And then it knows what it needs to query, like, knowing ahead of time what the query is and that you're gonna have to repeat it a thousand times. You can imagine in computer science that's way easier than I have to facilitate any question that comes in in all of SNMP at any moment within a second.

Alright. So you're gonna get the benefit of a higher degree of granularity or higher degree of definition, in the data without necessarily the hit on CPU utilization and then ultimately performance of that device. Right?

That's right. Like, people are running large chassis with hundreds thousands of interfaces and in twenty twenty three, when we're recording this, you know, I think polling the state every five or ten minutes is is crazy, crazy slow. And so you wanna move to a minute, I would suggest as a minimum, you wanna be at a minute, but you can't pull one of these chassis maybe has a thousand interfaces.

A lot of times a single interface will have fifteen, twenty, twenty five metric series. So think the state of the interface, whether it's up or down. Well, you need that for administrative state as well as operational state, then think about traffic alone. You've got in bits per second, you've got a lot of people will do multicast packet count, regular packet count, or all packet count, broadcast packet counts, And then both of those things you do in both directions.

Right? So you multiply all of that out, and typically people are monitoring fifteen to twenty five series of metrics per interface.

So you got a thousand interfaces. You're doing twenty thousand data points per interval. So if you do that at one minute interval, that's not a insignificant load on that router, right, or that chassis. That's a significant load.

And so as soon as people get into fast or polling and larger devices in terms of interface count or any other sort of trigger causing them to monitor a whole bunch of metric series. They start running into scale problems. They start running into challenges. And typically, really, the only solution is to slow down.

And you know, I've talked to a lot of folks who are running at five minutes and they're having to slow down to ten minutes. This is not the right direction. Yeah. This is not gonna work.

So then clearly, streaming is much more scalable than SNMP. I think you've mentioned that just now. Which is a a major concern, especially we get into larger networks like hyperscalers, web scale companies, service providers, things like that. And then what about the reliability of the data? Because I know that SNMP is gonna send this information over UDP. And so there is a potential to drop some data when it's transiting the network itself. Is that how SNA rather streaming works as well, or is it a different method?

Yeah. Streaming uses TCP amongst other things to ensure reliability definitely more reliable. You know, SMP uses UDP. So theoretically, you could drop packets, and that does happen I mean, if you imagine just how like, I just talked about twenty five thousand requests per minute or per five minutes, whatever you're pulling interval is, Given that, it's really amazing how reliable SNMP is.

It's amazing that you're not constantly having gaps in your data. From SMP, you know, took the industry some time to figure that out. But I would say, you know, there's little gaps in your charts. Has been a problem in S and P for decades, and the problem is not gone.

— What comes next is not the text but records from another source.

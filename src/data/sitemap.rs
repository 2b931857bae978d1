use super::{walk, PageNode};

const SITEMAP_NS: &str = "http://www.sitemaps.org/schemas/sitemap/0.9";

/// Builds the sitemap document for the whole page tree.
///
/// Every page contributes one `<url>` entry, in the same pre-order the
/// resolver scans in, with its location prefixed by the given base url.
/// Pages with children are emitted too, children do not replace their
/// parent's entry.
pub fn build_sitemap(pages: &[PageNode], base_url: &str) -> String {
    let mut doc = String::from("<?xml version=\"1.0\" encoding=\"UTF-8\"?>\n");
    doc.push_str(&format!("<urlset xmlns=\"{SITEMAP_NS}\">\n"));

    walk(pages, &mut |page| {
        doc.push_str("  <url><loc>");
        doc.push_str(&escape_xml(&format!("{base_url}{}", page.path)));
        doc.push_str("</loc></url>\n");
    });

    doc.push_str("</urlset>\n");
    doc
}

fn escape_xml(s: &str) -> String {
    let mut result = String::with_capacity(s.len());
    for c in s.chars() {
        match c {
            '&' => result.push_str("&amp;"),
            '<' => result.push_str("&lt;"),
            '>' => result.push_str("&gt;"),
            '"' => result.push_str("&quot;"),
            '\'' => result.push_str("&#x27;"),
            _ => result.push(c),
        }
    }
    result
}
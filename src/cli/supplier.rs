// src/cli/supplier.rs
use std::path::Path;

use super::SupplierCommand;
use crate::database::{self, DbError, DbResult};
use crate::supplier::{Supplier, SupplierRepository};

pub fn run(db_path: &Path, command: SupplierCommand) -> DbResult<()> {
    let (conn, _) = database::bootstrap(db_path)?;

    match command {
        SupplierCommand::List => {
            let suppliers = SupplierRepository::get_all(&conn)?;
            println!(
                "{:<6} {:<30} {:<20} {:<16} {}",
                "ID", "Name", "CNPJ", "Phone", "Email"
            );
            println!("{}", "-".repeat(96));
            for s in &suppliers {
                print_row(s);
            }
            println!("\n{} suppliers", suppliers.len());
        }
        SupplierCommand::Show { id } => match SupplierRepository::get_by_id(&conn, id)? {
            Some(supplier) => println!("{}", serde_json::to_string_pretty(&supplier)?),
            None => return Err(not_found(id)),
        },
        SupplierCommand::Add(args) => {
            let id = SupplierRepository::add(&conn, &args.into())?;
            println!("Supplier registered with id {}", id);
        }
        SupplierCommand::Update { id, fields } => {
            if !SupplierRepository::update(&conn, id, &fields.into())? {
                return Err(not_found(id));
            }
            println!("Supplier {} updated", id);
        }
        SupplierCommand::Delete { id } => {
            if !SupplierRepository::delete(&conn, id)? {
                return Err(not_found(id));
            }
            println!("Supplier {} deleted", id);
        }
    }

    Ok(())
}

fn print_row(s: &Supplier) {
    println!(
        "{:<6} {:<30} {:<20} {:<16} {}",
        s.id,
        s.name,
        s.cnpj.as_deref().unwrap_or(""),
        s.phone.as_deref().unwrap_or(""),
        s.email.as_deref().unwrap_or("")
    );
}

fn not_found(id: i64) -> DbError {
    DbError::NotFound(format!("supplier {}", id))
}
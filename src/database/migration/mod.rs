// src/database/migration/mod.rs

pub mod column_removal;
pub mod remove_item_codigo_interno;
pub mod runner;

pub use column_removal::ColumnRemoval;
pub use remove_item_codigo_interno::REMOVE_ITEM_CODIGO_INTERNO;
pub use runner::{MigrationOutcome, MigrationReport, MigrationRunner, SchemaStep};

use rusqlite::Connection;

use super::error::DbResult;

/// Runner with every schema step the application knows about, oldest first.
pub fn default_runner() -> MigrationRunner {
    let mut runner = MigrationRunner::new();
    runner.register_step(Box::new(REMOVE_ITEM_CODIGO_INTERNO));
    runner
}

pub fn run_migrations(conn: &mut Connection) -> DbResult<MigrationReport> {
    default_runner().run_all(conn)
}
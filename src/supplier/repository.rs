// src/supplier/repository.rs

use rusqlite::{params, Connection, OptionalExtension, Row};
use tracing::{debug, warn};

use super::{blank_to_none, Supplier, SupplierFields};
use crate::database::error::{DbError, DbResult};

/// CRUD over `TFORNECEDOR`. Every call takes the connection it should use.
pub struct SupplierRepository;

impl SupplierRepository {
    /// Inserts a supplier and returns its new id.
    pub fn add(conn: &Connection, fields: &SupplierFields) -> DbResult<i64> {
        conn.execute(
            "INSERT INTO TFORNECEDOR (NOME, CNPJ, TELEFONE, EMAIL) VALUES (?, ?, ?, ?)",
            params![
                fields.name.trim(),
                blank_to_none(fields.cnpj.as_deref()),
                blank_to_none(fields.phone.as_deref()),
                blank_to_none(fields.email.as_deref()),
            ],
        )
        .map_err(|e| {
            warn!("Rejected supplier '{}': {}", fields.name, e);
            DbError::from_write(e)
        })?;

        let id = conn.last_insert_rowid();
        debug!("Inserted supplier {} ('{}')", id, fields.name);
        Ok(id)
    }

    /// All suppliers ordered by name
    pub fn get_all(conn: &Connection) -> DbResult<Vec<Supplier>> {
        let mut stmt = conn.prepare(
            "SELECT ID, NOME, CNPJ, TELEFONE, EMAIL FROM TFORNECEDOR ORDER BY NOME",
        )?;

        let suppliers = stmt
            .query_map([], supplier_from_row)?
            .collect::<Result<Vec<_>, _>>()?;

        Ok(suppliers)
    }

    pub fn get_by_id(conn: &Connection, supplier_id: i64) -> DbResult<Option<Supplier>> {
        let supplier = conn
            .query_row(
                "SELECT ID, NOME, CNPJ, TELEFONE, EMAIL FROM TFORNECEDOR WHERE ID = ?",
                params![supplier_id],
                supplier_from_row,
            )
            .optional()?;
        Ok(supplier)
    }

    /// Returns `false` when no supplier has `supplier_id`.
    pub fn update(conn: &Connection, supplier_id: i64, fields: &SupplierFields) -> DbResult<bool> {
        let updated = conn
            .execute(
                "UPDATE TFORNECEDOR SET NOME = ?, CNPJ = ?, TELEFONE = ?, EMAIL = ? WHERE ID = ?",
                params![
                    fields.name.trim(),
                    blank_to_none(fields.cnpj.as_deref()),
                    blank_to_none(fields.phone.as_deref()),
                    blank_to_none(fields.email.as_deref()),
                    supplier_id,
                ],
            )
            .map_err(|e| {
                warn!("Rejected update of supplier {}: {}", supplier_id, e);
                DbError::from_write(e)
            })?;

        Ok(updated > 0)
    }

    /// Returns `false` when no supplier has `supplier_id`. Fails with
    /// [`DbError::Constraint`] while items still name it as default supplier.
    pub fn delete(conn: &Connection, supplier_id: i64) -> DbResult<bool> {
        let deleted = conn
            .execute("DELETE FROM TFORNECEDOR WHERE ID = ?", params![supplier_id])
            .map_err(|e| {
                warn!("Could not delete supplier {}: {}", supplier_id, e);
                DbError::from_write(e)
            })?;

        Ok(deleted > 0)
    }
}

fn supplier_from_row(row: &Row<'_>) -> rusqlite::Result<Supplier> {
    Ok(Supplier {
        id: row.get(0)?,
        name: row.get(1)?,
        cnpj: row.get(2)?,
        phone: row.get(3)?,
        email: row.get(4)?,
    })
}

And one of the contributors are certainly the fact that the data is delivered unreliably. So stringing telemetry takes a big step forward by simply moving to TCP. This is interesting when it comes to metrics. But it's way more interesting when it comes to events.

Right? Because events are sent once. They're typically urgent. They're really important information.

And if you miss it, you miss it. That's a real problem. Right? So stuff like SNMP tracks. We haven't even talked yet about of the different use cases with S and P, I would say the most common one is that, you know, asking the same question over and over and drawing a graph with it SNMP traps was designed to facilitate that sort of event based stream of information, which is super valuable and and sort of a different tool in your toolbox to monitor and troubleshoot a network. And then, you know, referencing back to that simple network management protocol, none of these words are true. The management section, all of the put stuff in SMP was A lot of the protocol is designed over that quote management and what I mean really is writing changes to our network devices.

But practically speaking, we don't use that. That's not how we use SNMP. I mean, because you don't have change control versioning. You don't even have a decent facility to manage when you write the change versus when the change is just in memory.

So you have to be extremely careful and you get mediocre result when you try and use SNMP to push changes, and there's just better tools to do that. So it's almost like half of the protocol, the management half isn't didn't really function how we wanted to. It it's just vestigial. Right? It's there, but we don't use it.

And then the, the specific framework that I remember hearing in the Nanong presentation a few years ago was GRPC. What is it the remote procedure call framework? Specifically, g m I, which is the, you know, the actual network management interface. And they're gonna communicate over things like NetCOM Fresh, which a lot of folks are familiar with today.

I mean, you're seeing vendors support this. And so does that mean that streaming telemetry is there for? There is less deviation vendor to vendor and how streaming is supported. Because you did mention that one of the weaknesses of SNMP is that it's gonna be implemented differently.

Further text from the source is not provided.